PROBLEM STATEMENT » Return the lines of the data below in which the string "ScaledIngredient" occurs.

── THE RECORDS

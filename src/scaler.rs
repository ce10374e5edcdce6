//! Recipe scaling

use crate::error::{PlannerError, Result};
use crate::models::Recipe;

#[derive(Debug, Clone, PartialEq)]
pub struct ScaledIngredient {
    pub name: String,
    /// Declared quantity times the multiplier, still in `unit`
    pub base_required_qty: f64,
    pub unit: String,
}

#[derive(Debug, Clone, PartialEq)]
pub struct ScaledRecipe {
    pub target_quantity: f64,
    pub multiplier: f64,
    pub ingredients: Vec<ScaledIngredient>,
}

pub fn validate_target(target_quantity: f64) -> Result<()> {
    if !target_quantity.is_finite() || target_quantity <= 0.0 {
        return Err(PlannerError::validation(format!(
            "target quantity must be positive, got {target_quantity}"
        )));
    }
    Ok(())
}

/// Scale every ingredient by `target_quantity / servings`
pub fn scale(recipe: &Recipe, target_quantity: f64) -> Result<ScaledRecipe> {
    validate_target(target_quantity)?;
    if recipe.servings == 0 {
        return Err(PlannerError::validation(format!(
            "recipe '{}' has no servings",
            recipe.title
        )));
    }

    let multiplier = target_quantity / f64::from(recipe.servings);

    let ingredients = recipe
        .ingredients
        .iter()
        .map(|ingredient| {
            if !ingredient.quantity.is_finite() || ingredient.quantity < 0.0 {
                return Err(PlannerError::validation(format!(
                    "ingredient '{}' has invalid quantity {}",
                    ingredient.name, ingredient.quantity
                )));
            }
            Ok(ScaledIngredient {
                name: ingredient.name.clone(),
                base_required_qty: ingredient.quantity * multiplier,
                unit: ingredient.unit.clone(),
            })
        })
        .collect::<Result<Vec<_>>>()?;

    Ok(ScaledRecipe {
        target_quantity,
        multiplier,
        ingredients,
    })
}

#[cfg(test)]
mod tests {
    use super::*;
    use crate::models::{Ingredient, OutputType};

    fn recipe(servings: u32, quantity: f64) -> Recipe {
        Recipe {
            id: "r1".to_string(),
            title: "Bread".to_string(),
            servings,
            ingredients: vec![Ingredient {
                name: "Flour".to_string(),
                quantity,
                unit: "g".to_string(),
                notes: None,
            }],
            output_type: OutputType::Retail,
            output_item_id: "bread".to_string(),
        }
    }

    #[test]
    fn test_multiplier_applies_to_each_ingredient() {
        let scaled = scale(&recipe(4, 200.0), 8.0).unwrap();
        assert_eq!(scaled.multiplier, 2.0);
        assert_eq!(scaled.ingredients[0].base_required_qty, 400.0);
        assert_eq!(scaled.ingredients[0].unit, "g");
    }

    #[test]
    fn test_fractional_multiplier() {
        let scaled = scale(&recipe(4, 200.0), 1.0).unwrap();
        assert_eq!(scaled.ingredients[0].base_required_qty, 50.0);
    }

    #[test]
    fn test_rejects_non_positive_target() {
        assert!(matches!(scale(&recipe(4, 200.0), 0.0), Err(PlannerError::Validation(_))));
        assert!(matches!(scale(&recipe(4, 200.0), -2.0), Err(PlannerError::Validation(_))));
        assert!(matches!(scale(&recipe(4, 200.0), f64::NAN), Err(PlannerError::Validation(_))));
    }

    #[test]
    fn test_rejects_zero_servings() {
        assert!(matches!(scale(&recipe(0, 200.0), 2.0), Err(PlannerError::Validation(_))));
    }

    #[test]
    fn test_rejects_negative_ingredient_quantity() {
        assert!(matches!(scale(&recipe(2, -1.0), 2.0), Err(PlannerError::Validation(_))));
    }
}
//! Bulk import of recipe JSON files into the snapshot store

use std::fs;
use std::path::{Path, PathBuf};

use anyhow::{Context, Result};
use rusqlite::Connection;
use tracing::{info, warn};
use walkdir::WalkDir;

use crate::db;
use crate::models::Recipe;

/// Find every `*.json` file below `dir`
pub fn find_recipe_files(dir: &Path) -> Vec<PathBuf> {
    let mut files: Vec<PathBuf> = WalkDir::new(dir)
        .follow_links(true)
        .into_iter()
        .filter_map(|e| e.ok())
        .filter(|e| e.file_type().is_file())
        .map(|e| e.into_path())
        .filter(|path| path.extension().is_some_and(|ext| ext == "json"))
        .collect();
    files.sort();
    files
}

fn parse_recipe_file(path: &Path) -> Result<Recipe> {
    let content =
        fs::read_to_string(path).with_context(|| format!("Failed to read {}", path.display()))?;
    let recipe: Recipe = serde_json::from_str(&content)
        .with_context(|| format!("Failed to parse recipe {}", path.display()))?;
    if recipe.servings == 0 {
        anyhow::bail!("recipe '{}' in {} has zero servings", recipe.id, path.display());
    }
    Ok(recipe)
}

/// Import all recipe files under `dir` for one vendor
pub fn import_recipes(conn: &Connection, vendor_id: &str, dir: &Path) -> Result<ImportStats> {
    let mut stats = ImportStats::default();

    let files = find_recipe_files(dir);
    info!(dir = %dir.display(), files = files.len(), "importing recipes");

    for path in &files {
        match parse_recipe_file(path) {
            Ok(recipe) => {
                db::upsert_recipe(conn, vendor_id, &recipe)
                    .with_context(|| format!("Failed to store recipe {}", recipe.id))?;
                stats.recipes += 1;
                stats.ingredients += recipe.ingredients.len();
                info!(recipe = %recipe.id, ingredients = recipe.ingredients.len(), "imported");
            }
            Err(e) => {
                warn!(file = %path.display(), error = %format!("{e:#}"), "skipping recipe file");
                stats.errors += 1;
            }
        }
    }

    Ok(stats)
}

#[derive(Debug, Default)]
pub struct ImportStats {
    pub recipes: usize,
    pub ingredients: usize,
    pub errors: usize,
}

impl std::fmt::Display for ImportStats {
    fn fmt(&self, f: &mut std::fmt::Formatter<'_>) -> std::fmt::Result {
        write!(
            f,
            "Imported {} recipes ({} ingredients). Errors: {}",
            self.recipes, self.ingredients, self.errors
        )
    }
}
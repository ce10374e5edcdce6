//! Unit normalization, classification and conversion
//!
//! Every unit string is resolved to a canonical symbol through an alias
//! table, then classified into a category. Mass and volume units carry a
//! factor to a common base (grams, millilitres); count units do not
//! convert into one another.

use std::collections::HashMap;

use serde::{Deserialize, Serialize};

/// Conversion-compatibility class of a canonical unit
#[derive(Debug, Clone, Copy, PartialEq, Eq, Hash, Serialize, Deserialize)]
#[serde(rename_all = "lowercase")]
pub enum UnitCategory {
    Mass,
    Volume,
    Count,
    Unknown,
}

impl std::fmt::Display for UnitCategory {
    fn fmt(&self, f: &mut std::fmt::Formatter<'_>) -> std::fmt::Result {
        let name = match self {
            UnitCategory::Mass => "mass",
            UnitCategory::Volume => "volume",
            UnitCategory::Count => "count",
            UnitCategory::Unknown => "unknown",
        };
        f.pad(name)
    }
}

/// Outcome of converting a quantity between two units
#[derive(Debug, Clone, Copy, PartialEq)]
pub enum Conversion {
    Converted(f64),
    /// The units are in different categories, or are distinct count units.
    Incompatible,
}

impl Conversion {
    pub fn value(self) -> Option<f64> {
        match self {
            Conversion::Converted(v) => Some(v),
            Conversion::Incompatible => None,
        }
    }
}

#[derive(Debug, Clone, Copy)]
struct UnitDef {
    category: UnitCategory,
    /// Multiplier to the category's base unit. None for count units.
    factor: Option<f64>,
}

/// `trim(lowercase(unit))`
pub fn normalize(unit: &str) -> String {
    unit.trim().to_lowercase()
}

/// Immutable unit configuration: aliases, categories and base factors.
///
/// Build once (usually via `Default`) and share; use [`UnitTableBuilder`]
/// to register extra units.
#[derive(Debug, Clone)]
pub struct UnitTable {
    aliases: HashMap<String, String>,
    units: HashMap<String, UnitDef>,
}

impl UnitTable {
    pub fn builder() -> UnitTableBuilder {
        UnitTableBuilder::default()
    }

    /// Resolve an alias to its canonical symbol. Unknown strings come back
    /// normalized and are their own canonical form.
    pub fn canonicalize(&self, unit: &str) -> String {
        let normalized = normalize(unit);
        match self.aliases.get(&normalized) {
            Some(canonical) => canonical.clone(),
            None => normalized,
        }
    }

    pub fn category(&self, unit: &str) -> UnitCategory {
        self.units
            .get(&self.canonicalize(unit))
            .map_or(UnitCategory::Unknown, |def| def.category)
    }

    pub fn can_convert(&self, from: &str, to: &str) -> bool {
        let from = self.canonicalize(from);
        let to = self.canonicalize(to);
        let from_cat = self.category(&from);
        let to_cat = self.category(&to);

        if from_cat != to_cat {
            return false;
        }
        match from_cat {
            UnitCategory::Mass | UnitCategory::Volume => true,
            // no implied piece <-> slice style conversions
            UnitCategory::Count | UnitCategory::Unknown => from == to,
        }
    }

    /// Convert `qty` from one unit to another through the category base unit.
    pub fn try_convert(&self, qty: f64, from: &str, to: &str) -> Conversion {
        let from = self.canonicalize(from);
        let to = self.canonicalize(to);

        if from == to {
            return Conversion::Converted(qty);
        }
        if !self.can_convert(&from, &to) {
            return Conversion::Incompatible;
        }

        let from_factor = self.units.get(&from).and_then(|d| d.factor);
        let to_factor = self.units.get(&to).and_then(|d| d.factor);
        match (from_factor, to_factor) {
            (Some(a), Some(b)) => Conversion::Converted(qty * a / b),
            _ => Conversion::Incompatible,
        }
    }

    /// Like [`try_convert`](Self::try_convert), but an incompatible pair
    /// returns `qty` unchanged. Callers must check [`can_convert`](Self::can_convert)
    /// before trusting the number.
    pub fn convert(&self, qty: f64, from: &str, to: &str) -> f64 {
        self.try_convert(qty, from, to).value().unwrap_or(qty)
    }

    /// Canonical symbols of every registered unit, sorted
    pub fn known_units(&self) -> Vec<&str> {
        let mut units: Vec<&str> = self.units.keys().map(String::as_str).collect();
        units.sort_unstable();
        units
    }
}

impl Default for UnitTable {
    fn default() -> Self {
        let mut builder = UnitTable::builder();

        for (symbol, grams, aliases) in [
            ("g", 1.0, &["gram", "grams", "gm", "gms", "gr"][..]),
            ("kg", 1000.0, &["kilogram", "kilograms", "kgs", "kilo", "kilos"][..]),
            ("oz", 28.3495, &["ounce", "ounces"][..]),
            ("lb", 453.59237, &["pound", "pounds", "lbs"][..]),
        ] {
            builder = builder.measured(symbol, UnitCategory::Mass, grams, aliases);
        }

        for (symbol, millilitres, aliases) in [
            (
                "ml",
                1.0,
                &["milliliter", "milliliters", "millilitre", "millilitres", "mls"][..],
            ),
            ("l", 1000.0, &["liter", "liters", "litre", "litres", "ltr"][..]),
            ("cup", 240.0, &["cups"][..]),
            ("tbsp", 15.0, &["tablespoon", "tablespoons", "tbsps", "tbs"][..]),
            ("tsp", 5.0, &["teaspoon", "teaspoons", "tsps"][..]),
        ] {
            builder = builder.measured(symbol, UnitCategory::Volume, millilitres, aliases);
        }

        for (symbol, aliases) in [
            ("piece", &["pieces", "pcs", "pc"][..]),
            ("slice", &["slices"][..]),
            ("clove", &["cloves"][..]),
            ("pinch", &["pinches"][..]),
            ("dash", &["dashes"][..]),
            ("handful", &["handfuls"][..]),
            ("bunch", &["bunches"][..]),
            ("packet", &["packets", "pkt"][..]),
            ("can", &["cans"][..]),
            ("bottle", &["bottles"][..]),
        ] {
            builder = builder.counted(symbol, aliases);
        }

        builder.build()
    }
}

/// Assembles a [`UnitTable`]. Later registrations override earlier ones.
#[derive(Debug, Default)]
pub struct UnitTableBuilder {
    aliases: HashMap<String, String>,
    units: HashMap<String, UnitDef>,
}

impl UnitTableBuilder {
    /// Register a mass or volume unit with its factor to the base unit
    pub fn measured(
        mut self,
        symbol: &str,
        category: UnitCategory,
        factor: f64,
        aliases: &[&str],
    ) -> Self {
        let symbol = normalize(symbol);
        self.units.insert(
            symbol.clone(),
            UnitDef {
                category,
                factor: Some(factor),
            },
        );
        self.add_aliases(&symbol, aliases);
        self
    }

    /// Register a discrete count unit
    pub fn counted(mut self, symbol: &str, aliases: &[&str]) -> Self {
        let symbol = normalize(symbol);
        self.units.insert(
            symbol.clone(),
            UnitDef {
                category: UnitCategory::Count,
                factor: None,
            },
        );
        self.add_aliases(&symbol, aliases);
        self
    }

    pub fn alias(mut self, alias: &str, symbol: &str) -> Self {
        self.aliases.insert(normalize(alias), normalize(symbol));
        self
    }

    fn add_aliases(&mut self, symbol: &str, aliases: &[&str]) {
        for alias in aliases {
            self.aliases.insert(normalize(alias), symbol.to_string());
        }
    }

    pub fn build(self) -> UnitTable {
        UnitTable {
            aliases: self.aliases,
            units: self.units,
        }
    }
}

────

EXERCISE OUTPUT »
pub struct ScaledIngredient {
    pub ingredients: Vec<ScaledIngredient>,
            Ok(ScaledIngredient {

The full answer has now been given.